Pernes-les-Fontaines
Après 20 ans dans le maraîchage, puis 10 dans le terrassement, Pascal Petit a commencé à élever des brebis. Il y a une dizaine d'années, lorsque les planètes s'alignent enfin, il est à mille lieues d'imaginer qu'il deviendrait éleveur à temps plein. Aujourd'hui, il n'y a plus un doute pour lui remuer l'esprit : Pascal a trouvé sa place.
© Crédit photo : ML
Un agneau à la main, Pascal Petit tente de mener la mère vers la remorque. Objectif ? Ramener ce petit monde au chaud à la bergerie. L'éleveur vient d'achever la période la plus intense des agnelages. La première quinzaine de novembre ne lui laisse effectivement que peu de répit, avec 10 à 15 naissances par jour.
S'il pouvait, il les laisserait plus longtemps dehors, mais le temps ne le permettait pas et, avec la fragilité des nouveau-nés, le plus important est de conserver le lien avec la mère. "Parfois, il faut donner le biberon en plus de les laisser sous la mère, quand elle ne peut pas nourrir l'agneau correctement ou que certains sont rejetés. Dans ce cas, on donne des biberons, on teste des choses comme de frotter le bébé avec le placenta pour essayer de susciter l'instinct maternel", liste Pascal Petit. "Ce sont des choses qu'on ne vous dit pas quand vous démarrez", ajoute-t-il.
Il a en effet découvert le métier sur le tard. À 58 ans, l'éleveur possède des bêtes depuis une dizaine d'années. Avant cela, il a passé dix ans dans le terrassement, et encore avant, vingt ans à s'occuper de ses cinq hectares de serres maraîchères. "Un jour, je me suis demandé ce qui manquait à ma vie, et je me suis dit : une transhumance. Puis il y a eu l'alignement des planètes : j'ai pu récupérer des terres à un ami, puis quelques bêtes, puis d'autres", se souvient-il.

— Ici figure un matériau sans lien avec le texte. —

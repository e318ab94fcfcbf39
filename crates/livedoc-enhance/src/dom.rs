//! Arena-backed document tree.
//!
//! An in-process analogue of the host page's DOM, rich enough for the scan
//! algorithm and its tests: tags, classes, attributes, text, parent links,
//! and in-place replacement. Node identity is the arena index; a replacement
//! detaches the old subtree, and any fresh content the host inserts later is
//! new nodes with new ids — which is exactly why a replaced element becomes
//! eligible for enhancement again.

use std::collections::BTreeMap;
use std::sync::{Arc, Mutex};

/// Document shared between the scanner and asynchronous widget mounts.
/// Lock only around tree edits, never across an await.
pub type SharedDocument = Arc<Mutex<Document>>;

#[derive(Debug, Clone, Copy, PartialEq, Eq, Hash)]
pub struct NodeId(usize);

#[derive(Debug, Clone, thiserror::Error)]
pub enum DomError {
    #[error("node is detached from the document")]
    Detached,
    #[error("document root cannot be replaced")]
    RootReplacement,
}

#[derive(Debug)]
struct NodeData {
    tag: String,
    classes: Vec<String>,
    attrs: BTreeMap<String, String>,
    text: Option<String>,
    children: Vec<NodeId>,
    parent: Option<NodeId>,
}

impl NodeData {
    fn new(tag: &str) -> Self {
        Self {
            tag: tag.to_string(),
            classes: Vec::new(),
            attrs: BTreeMap::new(),
            text: None,
            children: Vec::new(),
            parent: None,
        }
    }
}

/// Document tree. `NodeId`s are only meaningful for the document that
/// created them.
pub struct Document {
    nodes: Vec<NodeData>,
    root: NodeId,
}

impl Document {
    /// Empty document with a `body` root.
    pub fn new() -> Self {
        Self {
            nodes: vec![NodeData::new("body")],
            root: NodeId(0),
        }
    }

    pub fn into_shared(self) -> SharedDocument {
        Arc::new(Mutex::new(self))
    }

    pub fn root(&self) -> NodeId {
        self.root
    }

    /// Create a detached element; attach it with [`append_child`](Self::append_child).
    pub fn create_element(&mut self, tag: &str) -> NodeId {
        let id = NodeId(self.nodes.len());
        self.nodes.push(NodeData::new(tag));
        id
    }

    pub fn append_child(&mut self, parent: NodeId, child: NodeId) {
        self.nodes[child.0].parent = Some(parent);
        self.nodes[parent.0].children.push(child);
    }

    pub fn tag(&self, id: NodeId) -> &str {
        &self.nodes[id.0].tag
    }

    pub fn set_text(&mut self, id: NodeId, text: &str) {
        self.nodes[id.0].text = Some(text.to_string());
    }

    /// Concatenated text of the node and its descendants, document order.
    pub fn text_content(&self, id: NodeId) -> String {
        let mut out = String::new();
        self.collect_text(id, &mut out);
        out
    }

    fn collect_text(&self, id: NodeId, out: &mut String) {
        if let Some(text) = &self.nodes[id.0].text {
            out.push_str(text);
        }
        for child in self.nodes[id.0].children.clone() {
            self.collect_text(child, out);
        }
    }

    pub fn add_class(&mut self, id: NodeId, class: &str) {
        let classes = &mut self.nodes[id.0].classes;
        if !classes.iter().any(|c| c == class) {
            classes.push(class.to_string());
        }
    }

    pub fn has_class(&self, id: NodeId, class: &str) -> bool {
        self.nodes[id.0].classes.iter().any(|c| c == class)
    }

    pub fn set_attr(&mut self, id: NodeId, name: &str, value: &str) {
        self.nodes[id.0]
            .attrs
            .insert(name.to_string(), value.to_string());
    }

    pub fn attr(&self, id: NodeId, name: &str) -> Option<&str> {
        self.nodes[id.0].attrs.get(name).map(|s| s.as_str())
    }

    pub fn has_attr(&self, id: NodeId, name: &str) -> bool {
        self.nodes[id.0].attrs.contains_key(name)
    }

    pub fn parent(&self, id: NodeId) -> Option<NodeId> {
        self.nodes[id.0].parent
    }

    /// Parent chain from nearest to root. Works on detached subtrees too
    /// (the chain just stops at the detachment point).
    pub fn ancestors(&self, id: NodeId) -> Vec<NodeId> {
        let mut out = Vec::new();
        let mut cur = self.nodes[id.0].parent;
        while let Some(p) = cur {
            out.push(p);
            cur = self.nodes[p.0].parent;
        }
        out
    }

    pub fn children(&self, id: NodeId) -> &[NodeId] {
        &self.nodes[id.0].children
    }

    /// Whether the node is reachable from the root.
    pub fn is_attached(&self, id: NodeId) -> bool {
        let mut cur = id;
        loop {
            if cur == self.root {
                return true;
            }
            match self.nodes[cur.0].parent {
                Some(p) => cur = p,
                None => return false,
            }
        }
    }

    /// Swap `new` into `old`'s position; `old`'s subtree is detached.
    pub fn replace_with(&mut self, old: NodeId, new: NodeId) -> Result<(), DomError> {
        if old == self.root {
            return Err(DomError::RootReplacement);
        }
        let parent = self.nodes[old.0].parent.ok_or(DomError::Detached)?;
        let slot = self.nodes[parent.0]
            .children
            .iter()
            .position(|c| *c == old)
            .ok_or(DomError::Detached)?;
        self.nodes[parent.0].children[slot] = new;
        self.nodes[new.0].parent = Some(parent);
        self.nodes[old.0].parent = None;
        Ok(())
    }

    /// Attached elements carrying `class`, document (pre-)order.
    pub fn select_by_class(&self, class: &str) -> Vec<NodeId> {
        let mut out = Vec::new();
        self.walk(self.root, &mut |doc, id| {
            if doc.has_class(id, class) {
                out.push(id);
            }
        });
        out
    }

    /// Attached elements carrying `class` with the given tag, document order.
    pub fn select_by_class_and_tag(&self, class: &str, tag: &str) -> Vec<NodeId> {
        let mut out = Vec::new();
        self.walk(self.root, &mut |doc, id| {
            if doc.tag(id) == tag && doc.has_class(id, class) {
                out.push(id);
            }
        });
        out
    }

    /// Attached elements carrying the attribute, document order.
    pub fn select_by_attr(&self, name: &str) -> Vec<NodeId> {
        let mut out = Vec::new();
        self.walk(self.root, &mut |doc, id| {
            if doc.has_attr(id, name) {
                out.push(id);
            }
        });
        out
    }

    fn walk(&self, id: NodeId, visit: &mut impl FnMut(&Document, NodeId)) {
        visit(self, id);
        for child in self.nodes[id.0].children.clone() {
            self.walk(child, visit);
        }
    }

    /// Total nodes ever created (attached or not).
    pub fn node_count(&self) -> usize {
        self.nodes.len()
    }
}

impl Default for Document {
    fn default() -> Self {
        Self::new()
    }
}

#[cfg(test)]
mod tests {
    use super::*;

    /// Build the structure the site renderer produces for one code block:
    /// `div.language-python > pre > code` with the literal text.
    fn code_block(doc: &mut Document, parent: NodeId, code_text: &str) -> NodeId {
        let block = doc.create_element("div");
        doc.add_class(block, "language-python");
        let pre = doc.create_element("pre");
        let code = doc.create_element("code");
        doc.set_text(code, code_text);
        doc.append_child(block, pre);
        doc.append_child(pre, code);
        doc.append_child(parent, block);
        block
    }

    #[test]
    fn text_content_concatenates_descendants() {
        let mut doc = Document::new();
        let root = doc.root();
        let block = code_block(&mut doc, root, "print(1+1)");
        assert_eq!(doc.text_content(block), "print(1+1)");
        assert_eq!(doc.text_content(root), "print(1+1)");
    }

    #[test]
    fn select_is_document_order() {
        let mut doc = Document::new();
        let root = doc.root();
        let a = code_block(&mut doc, root, "a");
        let b = code_block(&mut doc, root, "b");
        assert_eq!(doc.select_by_class("language-python"), vec![a, b]);
        assert_eq!(
            doc.select_by_class_and_tag("language-python", "div"),
            vec![a, b]
        );
    }

    #[test]
    fn replace_detaches_old_subtree() {
        let mut doc = Document::new();
        let root = doc.root();
        let block = code_block(&mut doc, root, "x = 1");
        let placeholder = doc.create_element("div");
        doc.replace_with(block, placeholder).unwrap();

        assert!(doc.is_attached(placeholder));
        assert!(!doc.is_attached(block));
        assert_eq!(doc.children(root), &[placeholder]);
        // The detached subtree no longer matches any selector.
        assert!(doc.select_by_class("language-python").is_empty());
    }

    #[test]
    fn replace_of_detached_node_errors() {
        let mut doc = Document::new();
        let orphan = doc.create_element("div");
        let other = doc.create_element("div");
        assert!(matches!(
            doc.replace_with(orphan, other),
            Err(DomError::Detached)
        ));
        let root = doc.root();
        assert!(matches!(
            doc.replace_with(root, other),
            Err(DomError::RootReplacement)
        ));
    }
}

En allant à la chasse, il aperçoit de belles brebis rouges dans un pâturage : des mourérous. "En plus d'être belles, elles sont très résistantes et adaptées à l'environnement actuel", atteste l'éleveur. Aujourd'hui, il n'a quasiment plus que cette race dans ses près de 320 brebis.
"Il y a encore un peu de croisements, mais l'objectif est de se rapprocher au maximum du standard, avec cette couleur marron-rouge foncé qui colore aussi la viande", affirme Pascal Petit. Son ambition est d'atteindre le même niveau que Gilbert Gaillan, éleveur surnommé par ses pairs 'Le dieu des mourérous' tant son troupeau était magnifique.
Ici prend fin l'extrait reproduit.